BDH has its own “IT” and application teams, and its own AWS organization. The teams at BDH involved with AWS on a daily basis are:

  • The “application teams” in charge of their application, including deployment and management of the AWS resources related to their application. There is usually one team per application.
  • The “cloud team” in charge of the AWS foundations of BDH. You could think of it as a CCoE (cloud center of excellence) with only a couple of individuals. Its very small size requires to empower the application teams and to minimize operations. I lead this cloud team.

Key principles

Here are some of the principles that guided us in setting up our landing zone on AWS:

  1. Minimize the dependency of application teams on the cloud team: Application teams should be able to manage AWS resources with as little friction as possible. I’ve seen cloud management platforms in the past where application teams couldn’t create IAM roles without going through IT. That is a typical example of what we want to avoid.
  2. Maintain security and compliance with minimum human intervention: The above principle must not lead to anarchy! We intend to provide as much autonomy as possible to application teams, but still comply with AWS best practices and some industry standards to keep our applications secure. I’ll describe further the detective and preventive guardrails that we’ve implemented.
  3. Keep application teams accountable for their security and costs: Although the cloud team strives to maintain compliance, the application teams still have a key role to play and they are expected to resolve security issues and to control AWS costs. This is facilitated by a common and short line of management between the cloud team and application teams. However, the cloud team supports the application teams in this task by configuring essential resources and providing actionable reports and tools.
  4. Keep it simple but be ready to scale: Our team is small, and we don’t need to be prepared to create dozens of accounts a day. But the architecture we’ve chosen today shouldn’t prevent us from scaling up tomorrow. For example, the cloud team could delegate the development of security controls without handing over all the keys of the landing zone.
  5. Use as many native AWS services as possible: Some third-party solutions could have saved us time, but we initially preferred to use AWS services to: 1/ maximize our AWS Enterprise Support plan, 2/ avoid qualification and contractualization efforts (even if the AWS Marketplace could have helped) and 3/ satisfy our curiosity for AWS technology :-)
  6. Empower application teams: We want application teams to make the most of the landing zone. As one example, we’ve created a “BDH AWS User Guide” that answers the main questions application teams may have on how to use AWS in the context of BDH.

Overall approach

Why not AWS Control Tower

We decided not to use AWS Control Tower and instead to build our landing zone from scratch. Here are three main reasons:

  1. The AWS Control Tower baseline covers just a few services with little customization possible: IAM Identity Center, CloudTrail, Config, some Config rules, some SCPs in AWS Organizations, and eventually a standalone VPC. I believe that a landing zone should go far beyond these services.
  2. If we deploy services that are not part of the baseline today, like GuardDuty or Security Hub, but are added to the baseline in the future, I don’t know if we’ll be able to update AWS Control Tower to the latest version if the resources we deployed outside of Control Tower interfere.
  3. AWS Control Tower supports account customization (AFC or AFT) but the architecture is complex and there are limitations, such as not being able to use GitLab as a code repository for Terraform templates and Python scripts.

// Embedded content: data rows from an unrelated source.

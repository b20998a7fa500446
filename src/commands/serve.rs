//! Serve command - Starts the HTTP server.

use std::sync::Arc;

use crate::api::{create_router, AppState};
use crate::cli::args::ServeArgs;
use crate::config::Config;
use crate::errors::{AppError, AppResult};
use crate::infra::Database;

/// Execute the serve command
pub async fn execute(args: ServeArgs, config: Config) -> AppResult<()> {
    tracing::info!(app_env = %config.app_env, "Starting server...");

    let db = Arc::new(Database::connect(&config.database_options()).await?);

    let app = create_router(AppState::from_database(Arc::clone(&db)));

    let host = args.host.unwrap_or_else(|| config.server_host.clone());
    let port = args.port.unwrap_or(config.server_port);
    let addr = format!("{}:{}", host, port);
    let listener = tokio::net::TcpListener::bind(&addr)
        .await
        .map_err(|e| AppError::internal(format!("Failed to bind to {}: {}", addr, e)))?;

    tracing::info!("Server running on http://{}", addr);

    axum::serve(listener, app)
        .with_graceful_shutdown(shutdown_signal())
        .await
        .map_err(|e| AppError::internal(format!("Server error: {}", e)))?;

    db.close().await?;

    tracing::info!("Server stopped");
    Ok(())
}

async fn shutdown_signal() {
    if let Err(e) = tokio::signal::ctrl_c().await {
        tracing::error!("Failed to listen for shutdown signal: {}", e);
        std::future::pending::<()>().await;
    }
    tracing::info!("Received shutdown signal, draining connections...");
}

So, because we have to build a process to deploy services not currently supported by Control Tower across multiple accounts and regions, we decides to use that same process for everything.

Tools

Organization and accounts

Account structure

Our AWS organization is comprised of the following accounts:

Illustration of the accounts in our AWS organization

Management account (a.k.a. Master account): This account is used as little as possible because preventive guardrails (Organizations SCPs) don’t apply, which implies a greater risk of corrupting security resources. We use it to configure consolidated billing, AWS Organizations and AWS Identity Center . Note that IAM Identity Center administration can now be delegated to another account.

Core accounts: These accounts are dedicated to the landing zone and are managed by the cloud team. It is always difficult to define how many accounts are needed, and there are many opinions on the subject. We finally ended up with:

  • Security account: 1/ Used as a “gateway” (we’ll see more about it later) to deploy resources used for security and compliance to all accounts. 2/ Consolidates the findings of AWS security services (GuardDuty, Security Hub…) from all accounts.
  • Logs & Keys account: 1/ Used as a “gateway” to deploy KMS keys to all accounts. 2/ Consolidates the security logs from all accounts.
  • Infra account: 1/ Contains transversal network resources (Transit Gateway, centralized egress VPC…). 2/ Used as a “gateway” to deploy VPC resources to all accounts.
  • Sandbox account: Used to test new infrastructure-as-code templates and Organization SCPs before they are deployed everywhere.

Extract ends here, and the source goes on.